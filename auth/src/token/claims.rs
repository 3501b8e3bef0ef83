use serde::Deserialize;
use serde::Serialize;

/// Claims carried by a session token.
///
/// Deliberately minimal: an opaque subject id plus the issuance window.
/// No other personally identifying data rides in the token.
#[derive(Debug, Clone, Serialize, Deserialize, PartialEq, Eq)]
pub struct SessionClaims {
    /// Subject (opaque user identifier)
    pub sub: String,

    /// Issued at (Unix timestamp)
    pub iat: i64,

    /// Expiration time (Unix timestamp)
    pub exp: i64,
}

impl SessionClaims {
    /// Seconds between issuance and expiry.
    pub fn lifetime_secs(&self) -> i64 {
        self.exp - self.iat
    }
}
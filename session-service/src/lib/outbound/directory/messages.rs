use serde::Deserialize;
use serde::Serialize;
use serde_json::Map;
use serde_json::Value;

use crate::session::models::NewUserRecord;
use crate::session::models::UserId;
use crate::session::models::UserRecord;

/// `find-user-by-email-or-username` request body.
#[derive(Debug, Serialize)]
#[serde(rename_all = "camelCase")]
pub struct FindUserRequest {
    pub email: String,
    pub username: String,
}

/// Credential record as the directory serializes it.
///
/// The `password` field carries the stored digest, never a plaintext.
#[derive(Debug, Deserialize)]
#[serde(rename_all = "camelCase")]
pub struct UserRecordMessage {
    pub id: String,
    pub username: String,
    pub email: String,
    pub password: String,
}

impl From<UserRecordMessage> for UserRecord {
    fn from(message: UserRecordMessage) -> Self {
        Self {
            id: UserId::new(message.id),
            username: message.username,
            email: message.email,
            password_hash: message.password,
        }
    }
}

/// `create-user` request body: identity fields, digest, and the
/// uninterpreted profile fields flattened alongside.
#[derive(Debug, Serialize)]
#[serde(rename_all = "camelCase")]
pub struct CreateUserRequest {
    pub username: String,
    pub email: String,
    pub password: String,
    #[serde(flatten)]
    pub profile: Map<String, Value>,
}

impl From<NewUserRecord> for CreateUserRequest {
    fn from(record: NewUserRecord) -> Self {
        Self {
            username: record.username,
            email: record.email,
            password: record.password_hash,
            profile: record.profile,
        }
    }
}

/// `create-user` reply body.
#[derive(Debug, Deserialize)]
#[serde(rename_all = "camelCase")]
pub struct CreatedUserMessage {
    pub id: String,
}

/// `is-userid-exist` request body.
#[derive(Debug, Serialize)]
#[serde(rename_all = "camelCase")]
pub struct UserIdExistsRequest {
    pub user_id: String,
}

/// `update-password` request body; `password` is the new digest.
#[derive(Debug, Serialize)]
#[serde(rename_all = "camelCase")]
pub struct UpdatePasswordRequest {
    pub user_id: String,
    pub password: String,
}

#[cfg(test)]
mod tests {
    use super::*;

    #[test]
    fn test_user_record_message_maps_digest_field() {
        let message: UserRecordMessage = serde_json::from_str(
            r#"{"id":"u1","username":"alice","email":"a@x.com","password":"$argon2id$x"}"#,
        )
        .unwrap();

        let record = UserRecord::from(message);
        assert_eq!(record.id.as_str(), "u1");
        assert_eq!(record.password_hash, "$argon2id$x");
    }

    #[test]
    fn test_create_user_request_flattens_profile() {
        let mut profile = Map::new();
        profile.insert("displayName".to_string(), Value::String("Alice".to_string()));

        let request = CreateUserRequest::from(NewUserRecord {
            username: "alice".to_string(),
            email: "a@x.com".to_string(),
            password_hash: "$argon2id$x".to_string(),
            profile,
        });

        let json = serde_json::to_value(&request).unwrap();
        assert_eq!(json["password"], "$argon2id$x");
        assert_eq!(json["displayName"], "Alice");
    }

    #[test]
    fn test_update_password_request_shape() {
        let request = UpdatePasswordRequest {
            user_id: "u1".to_string(),
            password: "$argon2id$y".to_string(),
        };
        let json = serde_json::to_value(&request).unwrap();
        assert_eq!(json["userId"], "u1");
    }
}
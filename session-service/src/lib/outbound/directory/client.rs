use std::collections::HashMap;
use std::sync::Arc;
use std::time::Duration;

use async_trait::async_trait;
use serde::Serialize;
use serde_json::Value;
use tokio::sync::oneshot;
use tokio::sync::Mutex;
use uuid::Uuid;

use crate::config::Config;
use crate::outbound::bus::BusProducer;
use crate::session::errors::DirectoryError;
use crate::session::models::NewUserRecord;
use crate::session::models::UserId;
use crate::session::models::UserRecord;
use crate::session::ports::UserDirectory;

use super::messages::CreateUserRequest;
use super::messages::CreatedUserMessage;
use super::messages::FindUserRequest;
use super::messages::UpdatePasswordRequest;
use super::messages::UserIdExistsRequest;
use super::messages::UserRecordMessage;

/// Request patterns of the user-storage service. Wire contract; the names
/// must match what the store subscribes to.
mod patterns {
    pub const FIND_USER_BY_EMAIL_OR_USERNAME: &str = "find-user-by-email-or-username";
    pub const CREATE_USER: &str = "create-user";
    pub const IS_USERID_EXIST: &str = "is-userid-exist";
    pub const UPDATE_PASSWORD: &str = "update-password";
}

/// In-flight directory requests awaiting their correlated reply.
pub type PendingReplies = Arc<Mutex<HashMap<String, oneshot::Sender<Value>>>>;

/// User-directory client speaking the request/reply bus.
///
/// Each call publishes a pattern-named request with a fresh correlation id
/// and parks a oneshot in the pending table; the reply consumer resolves it
/// when the correlated reply arrives. The lock guards only the table's
/// insert/remove, never a request in flight.
pub struct BusUserDirectory {
    producer: Arc<BusProducer>,
    requests_topic: String,
    reply_topic: String,
    reply_timeout: Duration,
    pending: PendingReplies,
}

impl BusUserDirectory {
    pub fn new(config: &Config, producer: Arc<BusProducer>) -> Self {
        Self {
            producer,
            requests_topic: config.directory.requests_topic.clone(),
            reply_topic: config.kafka.replies_topic.clone(),
            reply_timeout: Duration::from_millis(config.directory.reply_timeout_ms),
            pending: Arc::new(Mutex::new(HashMap::new())),
        }
    }

    /// Shared handle for wiring up the reply consumer.
    pub fn pending(&self) -> PendingReplies {
        Arc::clone(&self.pending)
    }

    async fn request<T: Serialize>(
        &self,
        operation: &str,
        body: &T,
    ) -> Result<Value, DirectoryError> {
        let payload =
            serde_json::to_value(body).map_err(|e| DirectoryError::Transport(e.to_string()))?;
        let correlation_id = Uuid::new_v4().to_string();

        let (tx, rx) = oneshot::channel();
        self.pending
            .lock()
            .await
            .insert(correlation_id.clone(), tx);

        let sent = self
            .producer
            .send_request(
                &self.requests_topic,
                operation,
                &correlation_id,
                &self.reply_topic,
                &payload,
            )
            .await;

        if let Err(e) = sent {
            self.pending.lock().await.remove(&correlation_id);
            return Err(DirectoryError::Transport(e.to_string()));
        }

        match tokio::time::timeout(self.reply_timeout, rx).await {
            Ok(Ok(reply)) => Ok(reply),
            Ok(Err(_)) => Err(DirectoryError::Transport(
                "reply channel closed".to_string(),
            )),
            Err(_) => {
                self.pending.lock().await.remove(&correlation_id);
                Err(DirectoryError::Timeout(self.reply_timeout.as_millis() as u64))
            }
        }
    }
}

#[async_trait]
impl UserDirectory for BusUserDirectory {
    async fn find_by_email_or_username(
        &self,
        email: &str,
        username: &str,
    ) -> Result<Option<UserRecord>, DirectoryError> {
        let reply = self
            .request(
                patterns::FIND_USER_BY_EMAIL_OR_USERNAME,
                &FindUserRequest {
                    email: email.to_string(),
                    username: username.to_string(),
                },
            )
            .await?;

        if reply.is_null() {
            return Ok(None);
        }

        let record: UserRecordMessage = serde_json::from_value(reply)
            .map_err(|e| DirectoryError::BadReply(e.to_string()))?;
        Ok(Some(record.into()))
    }

    async fn create_user(&self, record: NewUserRecord) -> Result<Option<UserId>, DirectoryError> {
        let reply = self
            .request(patterns::CREATE_USER, &CreateUserRequest::from(record))
            .await?;

        if reply.is_null() {
            return Ok(None);
        }

        let created: CreatedUserMessage = serde_json::from_value(reply)
            .map_err(|e| DirectoryError::BadReply(e.to_string()))?;
        Ok(Some(UserId::new(created.id)))
    }

    async fn user_exists(&self, id: &UserId) -> Result<bool, DirectoryError> {
        let reply = self
            .request(
                patterns::IS_USERID_EXIST,
                &UserIdExistsRequest {
                    user_id: id.as_str().to_string(),
                },
            )
            .await?;

        reply
            .as_bool()
            .ok_or_else(|| DirectoryError::BadReply(format!("expected boolean, got {reply}")))
    }

    async fn update_password(
        &self,
        id: &UserId,
        password_hash: &str,
    ) -> Result<bool, DirectoryError> {
        let reply = self
            .request(
                patterns::UPDATE_PASSWORD,
                &UpdatePasswordRequest {
                    user_id: id.as_str().to_string(),
                    password: password_hash.to_string(),
                },
            )
            .await?;

        reply
            .as_bool()
            .ok_or_else(|| DirectoryError::BadReply(format!("expected boolean, got {reply}")))
    }
}
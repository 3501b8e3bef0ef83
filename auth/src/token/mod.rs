pub mod claims;
pub mod codec;
pub mod errors;
pub mod pair;

pub use claims::SessionClaims;
pub use codec::TokenCodec;
pub use errors::TokenError;
pub use pair::TokenPair;
pub use pair::TokenPairIssuer;
pub use pair::ACCESS_TOKEN_TTL;
pub use pair::REFRESH_TOKEN_TTL;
+ + + +
Task requirements :: Would you restate, word for word, every line of the listing from its first line through the line with "in the token."?

Written solution ::
filename auth/src/token/claims.rs
repository 3501b8e3bef0ef83
use serde::Deserialize;
use serde::Serialize;

/// Claims carried by a session token.
///
/// Deliberately minimal: an opaque subject id plus the issuance window.
/// No other personally identifying data rides in the token.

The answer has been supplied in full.